There are a number of great lines in “Lydia.” One is when she describes her lustful sailor man as: “bad and wicked, and as marvelous as they come, and I am so idiotically happy I can’t think!” Pretty tough to think when you are hopelessly in love and the hormones are raging! Another great piece of advice: “Don’t give your love to a phantom!”

I could relate well to this 80-year-old movie. That’s a miracle in itself! I have had my share of ill-fated love affairs. A few asked me to marry them, but I never did, not until much later in my life. I say, try not to be too hard on yourself for the silliness of your many past bad choices…

Open your heart to those you love. Sometimes it will turn out great. Other times, not so much...

It’s high time for some optimism from an 88 and 92 year old perspective!

I’m afraid some of you misunderstood my last post about academ-idiots. It was IN NO WAY a criticism of intelligence. Intelligence is as exciting and stimulating to me as anything these days. I am afraid too many of us sit and feel helpless when we watch the news. Between Afghanistan and COVID it is easy to slip into a daze of depression. The other day I thought, “Even if I had all the power in the world I could not ‘fix” Afghanistan…” However I do believe that if all healthcare professionals refused to treat those who chose not to follow the science and get vaccinated, we could make a big dent in our nationwide COVID problem.

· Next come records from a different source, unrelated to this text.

#[derive(clap::Args)]
struct UploadStatesArgs {
    /// CSV file with `media_id` and `frame` columns.
    src: PathBuf,

    #[command(flatten)]
    connection: ConnectionArgs,

    /// Project name or ID.
    #[arg(long, short = 'p')]
    project: String,

    /// Version for every row (otherwise a `version_id` column is required).
    #[arg(long, requires = "statetype")]
    version: Option<Query>,

    /// State type for every row (otherwise a `statetype_id` column is required).
    #[arg(long, short = 's', requires = "version")]
    statetype: Option<Query>,
}

#[derive(clap::Args)]
struct DownloadStatesArgs {
    #[command(flatten)]
    connection: ConnectionArgs,

    /// Project name or ID.
    #[arg(long, short = 'p')]
    project: String,

    /// State type name or ID.
    #[arg(long, short = 's')]
    statetype: Query,

    /// Version name or ID.
    #[arg(long)]
    version: Option<Query>,

    /// Media name or ID.
    #[arg(long, short = 'm')]
    media: Option<Query>,

    /// Attribute equality filter; may be repeated.
    #[arg(long, num_args = 2, value_names = ["ATT", "VAL"], action = ArgAction::Append)]
    state_att: Vec<String>,

    /// Output CSV (default: stdout).
    #[arg(long, short = 'o')]
    outfile: Option<PathBuf>,
}

#[derive(clap::Args)]
struct CsvToYoloArgs {
    /// Localization CSV with normalized top-left boxes and image paths.
    src: PathBuf,

    /// Output training directory.
    outdir: PathBuf,

    /// 'auto' (sorted CSV classes) or a YAML/text class file.
    #[arg(long, default_value = "auto")]
    classes: String,

    /// Fraction of frames used for training.
    #[arg(long, default_value_t = 0.8)]
    training_split: f64,

    /// Replace an existing output directory.
    #[arg(long)]
    clobber: bool,

    /// How images are placed in the output directory.
    #[arg(long, value_enum, default_value_t = ImageIoMode::Symlink)]
    imgiomode: ImageIoMode,

    #[command(flatten)]
    columns: LocalizationColumns,

    /// Dataset YAML file name.
    #[arg(long, default_value = "dataset.yaml")]
    yamlfile: String,

    /// Training image list file name.
    #[arg(long, default_value = "train.txt")]
    imglistfile_train: String,

    /// Validation image list file name.
    #[arg(long, default_value = "val.txt")]
    imglistfile_val: String,

    /// Seed for a reproducible train/val split.
    #[arg(long)]
    seed: Option<u64>,
}

#[derive(clap::Args)]
struct YoloToCsvArgs {
    /// Directory of YOLO label files.
    src: PathBuf,

    /// Output CSV.
    outfile: PathBuf,

    /// Class list: a YAML file with `names`, or one class per line.
    #[arg(long)]
    classfile: PathBuf,
}

#[derive(clap::Args)]
struct TransformArgs {
    /// Localization CSV to transform.
    src: PathBuf,

    /// Action to apply, in the given order; may be repeated.
    #[arg(long, value_enum, required = true, action = ArgAction::Append)]
    action: Vec<TransformAction>,

    /// Rename a class label before any action; may be repeated.
    #[arg(long, num_args = 2, value_names = ["OLD", "NEW"], action = ArgAction::Append)]
    rename_class: Vec<String>,

    #[command(flatten)]
    columns: LocalizationColumns,

    /// Project name or ID (needed by check-classes and add-tiff-frame).
    #[arg(long, short = 'p')]
    project: Option<String>,

    /// Localization type whose class enum check-classes compares against.
    #[arg(long, short = 'l')]
    loctype: Option<Query>,

    #[command(flatten)]
    connection: ConnectionArgs,

    /// Output CSV (default: stdout).
    #[arg(long, short = 'o')]
    outfile: Option<PathBuf>,
}

/// Run the tatorsync CLI.
///
/// This is the main entry point for the CLI, called from `main.rs`.
pub fn run() -> Result<(), TatorError> {
    let cli = Cli::parse();
    init_logging(cli.verbose);

    match cli.command {
        Some(Commands::Lookup(args)) => run_lookup(args),
        Some(Commands::DownloadLocalizations(args)) => run_download_localizations(args),
        Some(Commands::UploadLocalizations(args)) => run_upload_localizations(args),
        Some(Commands::UploadStates(args)) => run_upload_states(args),
        Some(Commands::DownloadStates(args)) => run_download_states(args),
        Some(Commands::CsvToYolo(args)) => run_csv_to_yolo(args),
        Some(Commands::YoloToCsv(args)) => run_yolo_to_csv(args),
        Some(Commands::Transform(args)) => run_transform(args),
        None => {
            println!("tatorsync {}", env!("CARGO_PKG_VERSION"));
            println!();
            println!("Move annotations between Tator, CSV files and YOLO datasets.");
            println!();
            println!("Run 'tatorsync --help' for usage information.");
            Ok(())
        }
    }
}

fn init_logging(verbosity: u8) {
    let default_level = match verbosity {
        0 => "warn",
        1 => "info",
        2 => "debug",
        _ => "trace",
    };
    let filter =
        EnvFilter::try_from_default_env().unwrap_or_else(|_| EnvFilter::new(default_level));
    // A subscriber may already be installed when run() is called twice.
    let _ = tracing_subscriber::fmt()
        .with_env_filter(filter)
        .with_writer(std::io::stderr)
        .with_target(false)
        .try_init();
}

fn resolver_for(connection: &ConnectionArgs) -> Result<Resolver<TatorClient>, TatorError> {
    Ok(Resolver::new(connection.client()?))
}

/// Splits flattened `KEY VAL KEY VAL ...` values into pairs.
fn pairs(values: &[String]) -> Vec<(String, String)> {
    values
        .chunks_exact(2)
        .map(|pair| (pair[0].clone(), pair[1].clone()))
        .collect()
}

/// Parses `--id`: a single ID or a file with one ID per line.
fn read_id_list(raw: &str) -> Result<Vec<u64>, TatorError> {
    if let Query::Id(id) = Query::parse(raw) {
        return Ok(vec![id]);
    }
    let path = Path::new(raw);
    if !path.is_file() {
        return Err(TatorError::InvalidArgument(format!(
            "--id must be a localization ID or a file of IDs, got '{raw}'"
        )));
    }
    std::fs::read_to_string(path)?
        .lines()
        .map(str::trim)
        .filter(|line| !line.is_empty())
        .map(|line| {
            line.parse::<u64>().map_err(|_| {
                TatorError::InvalidArgument(format!(
                    "invalid localization ID '{line}' in {}",
                    path.display()
                ))
            })
        })
        .collect()
}

fn emit_table(table: &Table, outfile: Option<&Path>) -> Result<(), TatorError> {
    match outfile {
        Some(path) => {
            table.write_csv(path)?;
            eprintln!("Wrote {} rows to {}", table.len(), path.display());
        }
        None => print!("{}", table.to_csv_string()?),
    }
    Ok(())
}

fn run_lookup(args: LookupArgs) -> Result<(), TatorError> {
    let request = LookupRequest {
        user: args.user,
        project: args.project,
        media: args.media,
        loctype: args.loctype,
        version: args.version,
        statetype: args.statetype,
    };
    if request.is_empty() {
        return Err(TatorError::InvalidArgument(
            "nothing to look up (use --user, --project, --media, --loctype, --version or --statetype)"
                .to_string(),
        ));
    }

    let resolver = resolver_for(&args.connection)?;
    print!("{}", lookup::lookup_report(&resolver, &request)?);
    Ok(())
}

fn run_download_localizations(args: DownloadLocalizationsArgs) -> Result<(), TatorError> {
    let ids = match &args.id {
        Some(raw) => read_id_list(raw)?,
        None => Vec::new(),
    };
    let filter = LocalizationFilter {
        project: Scope::from(&args.project),
        media: args.media,
        frame: args.frame,
        loctype: args.loctype,
        version: args.version,
        attributes: pairs(&args.att),
        window: args.pagination.as_deref().map(|w| (w[0], w[1])),
        ids,
        statetype: args.statetype,
        state_attributes: pairs(&args.state_att),
    };

    let resolver = resolver_for(&args.connection)?;
    let localizations = transfer::fetch_localizations(&resolver, &filter)?;
    let table = transfer::localization_table(
        &resolver,
        &localizations,
        args.frame_download_dir.as_deref(),
    )?;
    emit_table(&table, args.outfile.as_deref())?;

    if let Some(dir) = &args.frame_download_dir {
        transfer::download_frames(resolver.api(), &localizations, dir)?;
    }
    if let Some(dir) = &args.chips_download_dir {
        transfer::download_chips(resolver.api(), &localizations, dir)?;
    }
    Ok(())
}
//! The annotation-server seam.
//!
//! Everything tatorsync needs from the remote server goes through the
//! [`AnnotationApi`] trait. [`client::TatorClient`] implements it over Tator's
//! REST API; tests substitute an in-memory implementation.

pub mod client;
mod records;

use std::collections::BTreeMap;
use std::fmt;

use serde::{Deserialize, Deserializer, Serialize};
use serde_json::{Map, Value};

use crate::error::TatorError;

pub use records::{
    Localization, LocalizationQuery, LocalizationSpec, State, StateQuery, StateSpec,
};

/// The kinds of catalog entities that can be looked up by name or ID.
#[derive(Clone, Copy, Debug, PartialEq, Eq, Hash, PartialOrd, Ord)]
pub enum EntityKind {
    Project,
    Media,
    MediaType,
    Version,
    LocalizationType,
    StateType,
    LeafType,
    Leaf,
    User,
}

impl EntityKind {
    pub const ALL: [EntityKind; 9] = [
        EntityKind::Project,
        EntityKind::Media,
        EntityKind::MediaType,
        EntityKind::Version,
        EntityKind::LocalizationType,
        EntityKind::StateType,
        EntityKind::LeafType,
        EntityKind::Leaf,
        EntityKind::User,
    ];

    /// Human-readable kind name used in messages.
    pub fn label(self) -> &'static str {
        match self {
            EntityKind::Project => "Project",
            EntityKind::Media => "Media",
            EntityKind::MediaType => "MediaType",
            EntityKind::Version => "Version",
            EntityKind::LocalizationType => "LocalizationType",
            EntityKind::StateType => "StateType",
            EntityKind::LeafType => "LeafType",
            EntityKind::Leaf => "Leaf",
            EntityKind::User => "User",
        }
    }

    /// Whether name lookups of this kind are disambiguated by a project.
    pub fn is_scoped(self) -> bool {
        !matches!(self, EntityKind::Project | EntityKind::User)
    }

    /// The display name of an entity of this kind.
    pub fn name_of(self, entity: &Entity) -> Option<&str> {
        match self {
            EntityKind::User => entity.username.as_deref(),
            _ => entity.name.as_deref(),
        }
    }
}

impl fmt::Display for EntityKind {
    fn fmt(&self, f: &mut fmt::Formatter<'_>) -> fmt::Result {
        f.write_str(self.label())
    }
}

/// A remote catalog record (project, media, version, ...).
///
/// Only the fields the resolver needs are typed; everything else the server
/// sends is kept in `extra`.
#[derive(Clone, Debug, PartialEq, Serialize, Deserialize)]
pub struct Entity {
    pub id: u64,

    #[serde(default, skip_serializing_if = "Option::is_none")]
    pub name: Option<String>,

    #[serde(default, skip_serializing_if = "Option::is_none")]
    pub path: Option<String>,

    #[serde(default, skip_serializing_if = "Option::is_none")]
    pub username: Option<String>,

    #[serde(
        default,
        deserialize_with = "null_as_empty",
        skip_serializing_if = "Map::is_empty"
    )]
    pub attributes: Map<String, Value>,

    #[serde(flatten)]
    pub extra: BTreeMap<String, Value>,
}

impl Entity {
    /// Creates a bare entity with an ID and a name.
    pub fn new(id: u64, name: impl Into<String>) -> Self {
        Self {
            id,
            name: Some(name.into()),
            path: None,
            username: None,
            attributes: Map::new(),
            extra: BTreeMap::new(),
        }
    }

    pub fn with_path(mut self, path: impl Into<String>) -> Self {
        self.path = Some(path.into());
        self
    }

    pub fn with_username(mut self, username: impl Into<String>) -> Self {
        self.username = Some(username.into());
        self
    }

    pub fn with_attribute(mut self, key: impl Into<String>, value: impl Into<Value>) -> Self {
        self.attributes.insert(key.into(), value.into());
        self
    }

    pub fn with_extra(mut self, key: impl Into<String>, value: impl Into<Value>) -> Self {
        self.extra.insert(key.into(), value.into());
        self
    }

    /// Looks up a field by name: typed fields first, then user attributes,
    /// then any other server field. Values are rendered as plain strings.
    pub fn field(&self, key: &str) -> Option<String> {
        match key {
            "id" => Some(self.id.to_string()),
            "name" => self.name.clone(),
            "path" => self.path.clone(),
            "username" => self.username.clone(),
            _ => self
                .attributes
                .get(key)
                .or_else(|| self.extra.get(key))
                .and_then(value_to_string),
        }
    }

    /// The name, or an empty string for unnamed records.
    pub fn name_str(&self) -> &str {
        self.name.as_deref().unwrap_or_default()
    }

    /// Returns a string-valued user attribute.
    pub fn attribute_str(&self, key: &str) -> Option<&str> {
        self.attributes.get(key).and_then(Value::as_str)
    }
}

/// Renders a scalar JSON value as CSV-friendly text.
pub fn value_to_string(value: &Value) -> Option<String> {
    match value {
        Value::Null => None,
        Value::String(s) => Some(s.clone()),
        Value::Bool(b) => Some(if *b { "True" } else { "False" }.to_string()),
        other => Some(other.to_string()),
    }
}

fn null_as_empty<'de, D>(deserializer: D) -> Result<Map<String, Value>, D::Error>
where
    D: Deserializer<'de>,
{
    Ok(Option::<Map<String, Value>>::deserialize(deserializer)?.unwrap_or_default())
}

/// Server-side narrowing for entity listings.
#[derive(Clone, Debug, Default, PartialEq, Eq)]
pub struct ListFilter {
    /// Exact name (or username) filter, where the endpoint supports one.
    pub name: Option<String>,
    /// Media dtype filter ("video", "image", ...), media listings only.
    pub media_dtype: Option<String>,
}

/// Body of an entity create request.
#[derive(Clone, Debug, PartialEq, Serialize)]
pub struct NewEntity {
    pub name: String,
    #[serde(skip_serializing_if = "Option::is_none")]
    pub description: Option<String>,
}

/// Synchronous access to an annotation server.
pub trait AnnotationApi {
    /// Lists the entities of `kind` in `scope` (a project ID for scoped kinds).
    fn list_entities(
        &self,
        kind: EntityKind,
        scope: Option<u64>,
        filter: &ListFilter,
    ) -> Result<Vec<Entity>, TatorError>;

    fn get_entity(&self, kind: EntityKind, id: u64) -> Result<Entity, TatorError>;

    /// Creates an entity in `scope` and returns its new ID.
    fn create_entity(
        &self,
        kind: EntityKind,
        scope: u64,
        spec: &NewEntity,
    ) -> Result<u64, TatorError>;

    fn list_localizations(
        &self,
        project: u64,
        query: &LocalizationQuery,
    ) -> Result<Vec<Localization>, TatorError>;

    fn create_localizations(
        &self,
        project: u64,
        specs: &[LocalizationSpec],
    ) -> Result<Vec<u64>, TatorError>;

    fn list_states(&self, project: u64, query: &StateQuery) -> Result<Vec<State>, TatorError>;

    fn create_states(&self, project: u64, specs: &[StateSpec]) -> Result<Vec<u64>, TatorError>;

    /// Fetches a single video frame as PNG bytes.
    fn get_frame(&self, media: u64, frame: u64) -> Result<Vec<u8>, TatorError>;

    /// Fetches the cropped image of a localization as PNG bytes.
    fn get_localization_graphic(&self, id: u64) -> Result<Vec<u8>, TatorError>;
}

#[cfg(test)]
mod tests {
    use super::*;

    #[test]
    fn entity_deserializes_with_extra_fields() {
        let entity: Entity = serde_json::from_str(
            r#"{"id": 7, "name": "clip.mp4", "attributes": {"tiff_dir": "/data"}, "fps": 15}"#,
        )
        .expect("parse entity");

        assert_eq!(entity.id, 7);
        assert_eq!(entity.name.as_deref(), Some("clip.mp4"));
        assert_eq!(entity.attribute_str("tiff_dir"), Some("/data"));
        assert_eq!(entity.field("fps").as_deref(), Some("15"));
    }

    #[test]
    fn entity_accepts_null_attributes() {
        let entity: Entity =
            serde_json::from_str(r#"{"id": 1, "username": "ann", "attributes": null}"#)
                .expect("parse entity");
        assert!(entity.attributes.is_empty());
        assert_eq!(EntityKind::User.name_of(&entity), Some("ann"));
        assert_eq!(EntityKind::Project.name_of(&entity), None);
    }

    #[test]
    fn only_project_and_user_are_global() {
        let global: Vec<_> = EntityKind::ALL
            .iter()
            .filter(|kind| !kind.is_scoped())
            .collect();
        assert_eq!(global, vec![&EntityKind::Project, &EntityKind::User]);
    }
}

I spent the past few days with my 88 year old mother. She is a constant reminder to me of how much progress we have made in terms of women’s education and liberation. When she was fresh out of high school, the best life she could imagine for herself was to marry a decent and determined man who might take her to good places in her future. In return she gave birth to and raised three children, cleaned his house, made every meal for us and did a million other things to make my Dad a success in his field of botany. She did finally get a college degree the year my sister graduated from high school, and taught elementary school for two decades after that. SHE LOVES KIDS! Now, as my Mom looks back over her life, she can say she did an amazing job of the only real job open to her 70 years ago. My Dad was also more optimistic about our future than my brother and I when he died at age 91. It seems with the proper perspective of nearly a century, optimism may arrive.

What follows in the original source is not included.